> **Task item**:
The answer is to be the data below, written out in full and exactly.

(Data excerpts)
# # #
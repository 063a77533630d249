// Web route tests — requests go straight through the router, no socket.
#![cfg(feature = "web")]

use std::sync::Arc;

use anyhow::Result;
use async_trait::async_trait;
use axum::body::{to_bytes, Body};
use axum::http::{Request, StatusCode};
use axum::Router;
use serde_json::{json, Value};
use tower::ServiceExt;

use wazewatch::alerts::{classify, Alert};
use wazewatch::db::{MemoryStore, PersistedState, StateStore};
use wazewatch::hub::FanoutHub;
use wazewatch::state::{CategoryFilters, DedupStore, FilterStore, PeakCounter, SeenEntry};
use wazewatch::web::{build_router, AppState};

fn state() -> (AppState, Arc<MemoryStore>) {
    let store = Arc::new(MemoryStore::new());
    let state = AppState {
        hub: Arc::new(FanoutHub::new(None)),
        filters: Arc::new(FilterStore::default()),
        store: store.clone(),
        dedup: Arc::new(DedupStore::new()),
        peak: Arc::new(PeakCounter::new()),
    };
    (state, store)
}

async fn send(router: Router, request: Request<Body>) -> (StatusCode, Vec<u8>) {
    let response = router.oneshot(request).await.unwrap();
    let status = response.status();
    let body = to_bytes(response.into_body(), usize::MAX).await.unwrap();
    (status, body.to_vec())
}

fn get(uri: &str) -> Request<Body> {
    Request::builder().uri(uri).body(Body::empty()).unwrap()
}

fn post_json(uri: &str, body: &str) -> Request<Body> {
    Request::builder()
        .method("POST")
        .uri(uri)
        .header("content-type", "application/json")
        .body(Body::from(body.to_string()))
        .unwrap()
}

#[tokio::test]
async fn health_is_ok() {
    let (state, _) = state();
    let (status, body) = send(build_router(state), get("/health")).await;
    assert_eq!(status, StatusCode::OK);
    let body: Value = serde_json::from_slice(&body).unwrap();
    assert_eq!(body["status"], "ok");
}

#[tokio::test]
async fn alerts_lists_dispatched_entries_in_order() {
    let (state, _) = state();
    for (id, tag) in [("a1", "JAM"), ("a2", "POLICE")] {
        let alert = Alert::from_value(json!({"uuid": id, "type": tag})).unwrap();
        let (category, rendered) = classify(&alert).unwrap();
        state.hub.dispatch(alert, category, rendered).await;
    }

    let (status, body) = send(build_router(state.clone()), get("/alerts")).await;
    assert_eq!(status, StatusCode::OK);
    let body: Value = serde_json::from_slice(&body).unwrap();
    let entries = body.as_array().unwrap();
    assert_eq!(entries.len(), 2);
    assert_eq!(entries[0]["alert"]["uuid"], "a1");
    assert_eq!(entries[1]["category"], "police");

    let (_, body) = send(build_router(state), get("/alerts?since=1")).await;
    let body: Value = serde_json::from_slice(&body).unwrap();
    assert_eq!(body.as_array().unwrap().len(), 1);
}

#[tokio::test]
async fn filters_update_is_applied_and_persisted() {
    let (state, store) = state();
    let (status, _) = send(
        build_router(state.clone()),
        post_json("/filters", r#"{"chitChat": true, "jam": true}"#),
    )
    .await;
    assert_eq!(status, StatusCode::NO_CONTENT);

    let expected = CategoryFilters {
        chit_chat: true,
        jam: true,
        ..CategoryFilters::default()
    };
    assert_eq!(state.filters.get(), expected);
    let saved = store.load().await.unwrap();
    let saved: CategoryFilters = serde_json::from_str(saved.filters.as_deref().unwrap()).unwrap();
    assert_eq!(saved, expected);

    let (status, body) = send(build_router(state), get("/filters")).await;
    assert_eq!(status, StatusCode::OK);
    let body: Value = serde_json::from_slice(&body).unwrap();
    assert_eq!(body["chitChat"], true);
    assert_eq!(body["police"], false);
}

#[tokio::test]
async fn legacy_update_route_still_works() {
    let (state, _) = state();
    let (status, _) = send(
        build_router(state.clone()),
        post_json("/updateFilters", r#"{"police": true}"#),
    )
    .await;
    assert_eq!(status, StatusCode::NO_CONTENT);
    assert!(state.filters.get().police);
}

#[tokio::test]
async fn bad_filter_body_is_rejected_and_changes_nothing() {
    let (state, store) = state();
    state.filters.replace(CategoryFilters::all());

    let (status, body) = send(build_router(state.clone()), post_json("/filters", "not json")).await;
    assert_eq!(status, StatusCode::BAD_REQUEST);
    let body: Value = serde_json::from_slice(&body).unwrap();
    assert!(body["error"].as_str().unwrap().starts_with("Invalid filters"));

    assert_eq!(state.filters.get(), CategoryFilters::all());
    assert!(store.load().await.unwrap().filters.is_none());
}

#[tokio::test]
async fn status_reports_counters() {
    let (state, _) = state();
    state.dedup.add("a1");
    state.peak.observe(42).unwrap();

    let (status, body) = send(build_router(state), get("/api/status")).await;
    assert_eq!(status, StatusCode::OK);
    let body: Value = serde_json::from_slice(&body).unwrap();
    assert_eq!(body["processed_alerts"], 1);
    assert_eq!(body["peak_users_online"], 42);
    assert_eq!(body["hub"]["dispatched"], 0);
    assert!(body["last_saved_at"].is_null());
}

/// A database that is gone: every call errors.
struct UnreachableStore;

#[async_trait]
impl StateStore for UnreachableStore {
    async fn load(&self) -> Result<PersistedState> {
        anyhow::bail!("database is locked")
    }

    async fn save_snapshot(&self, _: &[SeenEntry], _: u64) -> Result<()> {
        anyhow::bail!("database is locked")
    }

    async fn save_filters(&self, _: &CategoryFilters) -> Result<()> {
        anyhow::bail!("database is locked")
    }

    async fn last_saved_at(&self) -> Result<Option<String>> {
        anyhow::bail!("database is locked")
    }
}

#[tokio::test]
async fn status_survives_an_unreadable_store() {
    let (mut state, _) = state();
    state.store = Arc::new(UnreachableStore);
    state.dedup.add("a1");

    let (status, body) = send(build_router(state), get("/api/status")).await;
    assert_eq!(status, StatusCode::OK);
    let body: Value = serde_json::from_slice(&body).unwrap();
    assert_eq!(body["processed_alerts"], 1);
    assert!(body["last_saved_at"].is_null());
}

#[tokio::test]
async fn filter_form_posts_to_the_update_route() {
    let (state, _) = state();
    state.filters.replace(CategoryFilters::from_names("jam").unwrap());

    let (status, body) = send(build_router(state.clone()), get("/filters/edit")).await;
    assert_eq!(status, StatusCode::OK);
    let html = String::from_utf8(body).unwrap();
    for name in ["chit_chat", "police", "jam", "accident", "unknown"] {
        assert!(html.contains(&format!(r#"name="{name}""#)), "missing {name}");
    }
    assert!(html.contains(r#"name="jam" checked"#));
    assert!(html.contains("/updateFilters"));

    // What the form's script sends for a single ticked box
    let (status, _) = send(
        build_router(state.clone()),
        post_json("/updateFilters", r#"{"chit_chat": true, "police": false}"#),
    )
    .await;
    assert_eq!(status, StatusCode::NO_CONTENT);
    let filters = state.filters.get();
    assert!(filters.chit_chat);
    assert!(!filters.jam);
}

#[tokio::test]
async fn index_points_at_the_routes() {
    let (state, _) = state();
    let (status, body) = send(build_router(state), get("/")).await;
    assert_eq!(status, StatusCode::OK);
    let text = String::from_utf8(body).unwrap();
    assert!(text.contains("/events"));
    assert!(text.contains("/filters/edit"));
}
# # #
> **Written response**:
repository 063a77533630d249
// Web route tests — requests go straight through the router, no socket.
#![cfg(feature = "web")]

use std::sync::Arc;

use anyhow::Result;
use async_trait::async_trait;
use axum::body::{to_bytes, Body};
use axum::http::{Request, StatusCode};
use axum::Router;
use serde_json::{json, Value};
use tower::ServiceExt;

use wazewatch::alerts::{classify, Alert};
use wazewatch::db::{MemoryStore, PersistedState, StateStore};
use wazewatch::hub::FanoutHub;
use wazewatch::state::{CategoryFilters, DedupStore, FilterStore, PeakCounter, SeenEntry};
use wazewatch::web::{build_router, AppState};

fn state() -> (AppState, Arc<MemoryStore>) {
    let store = Arc::new(MemoryStore::new());
    let state = AppState {
        hub: Arc::new(FanoutHub::new(None)),
        filters: Arc::new(FilterStore::default()),
        store: store.clone(),
        dedup: Arc::new(DedupStore::new()),
        peak: Arc::new(PeakCounter::new()),
    };
    (state, store)
}

async fn send(router: Router, request: Request<Body>) -> (StatusCode, Vec<u8>) {
    let response = router.oneshot(request).await.unwrap();
    let status = response.status();
    let body = to_bytes(response.into_body(), usize::MAX).await.unwrap();
    (status, body.to_vec())
}

fn get(uri: &str) -> Request<Body> {
    Request::builder().uri(uri).body(Body::empty()).unwrap()
}

fn post_json(uri: &str, body: &str) -> Request<Body> {
    Request::builder()
        .method("POST")
        .uri(uri)
        .header("content-type", "application/json")
        .body(Body::from(body.to_string()))
        .unwrap()
}

#[tokio::test]
async fn health_is_ok() {
    let (state, _) = state();
    let (status, body) = send(build_router(state), get("/health")).await;
    assert_eq!(status, StatusCode::OK);
    let body: Value = serde_json::from_slice(&body).unwrap();
    assert_eq!(body["status"], "ok");
}

#[tokio::test]
async fn alerts_lists_dispatched_entries_in_order() {
    let (state, _) = state();
    for (id, tag) in [("a1", "JAM"), ("a2", "POLICE")] {
        let alert = Alert::from_value(json!({"uuid": id, "type": tag})).unwrap();
        let (category, rendered) = classify(&alert).unwrap();
        state.hub.dispatch(alert, category, rendered).await;
    }

    let (status, body) = send(build_router(state.clone()), get("/alerts")).await;
    assert_eq!(status, StatusCode::OK);
    let body: Value = serde_json::from_slice(&body).unwrap();
    let entries = body.as_array().unwrap();
    assert_eq!(entries.len(), 2);
    assert_eq!(entries[0]["alert"]["uuid"], "a1");
    assert_eq!(entries[1]["category"], "police");

    let (_, body) = send(build_router(state), get("/alerts?since=1")).await;
    let body: Value = serde_json::from_slice(&body).unwrap();
    assert_eq!(body.as_array().unwrap().len(), 1);
}

#[tokio::test]
async fn filters_update_is_applied_and_persisted() {
    let (state, store) = state();
    let (status, _) = send(
        build_router(state.clone()),
        post_json("/filters", r#"{"chitChat": true, "jam": true}"#),
    )
    .await;
    assert_eq!(status, StatusCode::NO_CONTENT);

    let expected = CategoryFilters {
        chit_chat: true,
        jam: true,
        ..CategoryFilters::default()
    };
    assert_eq!(state.filters.get(), expected);
    let saved = store.load().await.unwrap();
    let saved: CategoryFilters = serde_json::from_str(saved.filters.as_deref().unwrap()).unwrap();
    assert_eq!(saved, expected);

    let (status, body) = send(build_router(state), get("/filters")).await;
    assert_eq!(status, StatusCode::OK);
    let body: Value = serde_json::from_slice(&body).unwrap();
    assert_eq!(body["chitChat"], true);
    assert_eq!(body["police"], false);
}

#[tokio::test]
async fn legacy_update_route_still_works() {
    let (state, _) = state();
    let (status, _) = send(
        build_router(state.clone()),
        post_json("/updateFilters", r#"{"police": true}"#),
    )
    .await;
    assert_eq!(status, StatusCode::NO_CONTENT);
    assert!(state.filters.get().police);
}

#[tokio::test]
async fn bad_filter_body_is_rejected_and_changes_nothing() {
    let (state, store) = state();
    state.filters.replace(CategoryFilters::all());

    let (status, body) = send(build_router(state.clone()), post_json("/filters", "not json")).await;
    assert_eq!(status, StatusCode::BAD_REQUEST);
    let body: Value = serde_json::from_slice(&body).unwrap();
    assert!(body["error"].as_str().unwrap().starts_with("Invalid filters"));

    assert_eq!(state.filters.get(), CategoryFilters::all());
    assert!(store.load().await.unwrap().filters.is_none());
}

#[tokio::test]
async fn status_reports_counters() {
    let (state, _) = state();
    state.dedup.add("a1");
    state.peak.observe(42).unwrap();

    let (status, body) = send(build_router(state), get("/api/status")).await;
    assert_eq!(status, StatusCode::OK);
    let body: Value = serde_json::from_slice(&body).unwrap();
    assert_eq!(body["processed_alerts"], 1);
    assert_eq!(body["peak_users_online"], 42);
    assert_eq!(body["hub"]["dispatched"], 0);
    assert!(body["last_saved_at"].is_null());
}

/// A database that is gone: every call errors.
struct UnreachableStore;

#[async_trait]
impl StateStore for UnreachableStore {
    async fn load(&self) -> Result<PersistedState> {
        anyhow::bail!("database is locked")
    }

    async fn save_snapshot(&self, _: &[SeenEntry], _: u64) -> Result<()> {
        anyhow::bail!("database is locked")
    }

    async fn save_filters(&self, _: &CategoryFilters) -> Result<()> {
        anyhow::bail!("database is locked")
    }

    async fn last_saved_at(&self) -> Result<Option<String>> {
        anyhow::bail!("database is locked")
    }
}

#[tokio::test]
async fn status_survives_an_unreadable_store() {
    let (mut state, _) = state();
    state.store = Arc::new(UnreachableStore);
    state.dedup.add("a1");

    let (status, body) = send(build_router(state), get("/api/status")).await;
    assert_eq!(status, StatusCode::OK);
    let body: Value = serde_json::from_slice(&body).unwrap();
    assert_eq!(body["processed_alerts"], 1);
    assert!(body["last_saved_at"].is_null());
}

#[tokio::test]
async fn filter_form_posts_to_the_update_route() {
    let (state, _) = state();
    state.filters.replace(CategoryFilters::from_names("jam").unwrap());

    let (status, body) = send(build_router(state.clone()), get("/filters/edit")).await;
    assert_eq!(status, StatusCode::OK);
    let html = String::from_utf8(body).unwrap();
    for name in ["chit_chat", "police", "jam", "accident", "unknown"] {
        assert!(html.contains(&format!(r#"name="{name}""#)), "missing {name}");
    }
    assert!(html.contains(r#"name="jam" checked"#));
    assert!(html.contains("/updateFilters"));

    // What the form's script sends for a single ticked box
    let (status, _) = send(
        build_router(state.clone()),
        post_json("/updateFilters", r#"{"chit_chat": true, "police": false}"#),
    )
    .await;
    assert_eq!(status, StatusCode::NO_CONTENT);
    let filters = state.filters.get();
    assert!(filters.chit_chat);
    assert!(!filters.jam);
}

#[tokio::test]
async fn index_points_at_the_routes() {
    let (state, _) = state();
    let (status, body) = send(build_router(state), get("/")).await;
    assert_eq!(status, StatusCode::OK);
    let text = String::from_utf8(body).unwrap();
    assert!(text.contains("/events"));
    assert!(text.contains("/filters/edit"));
}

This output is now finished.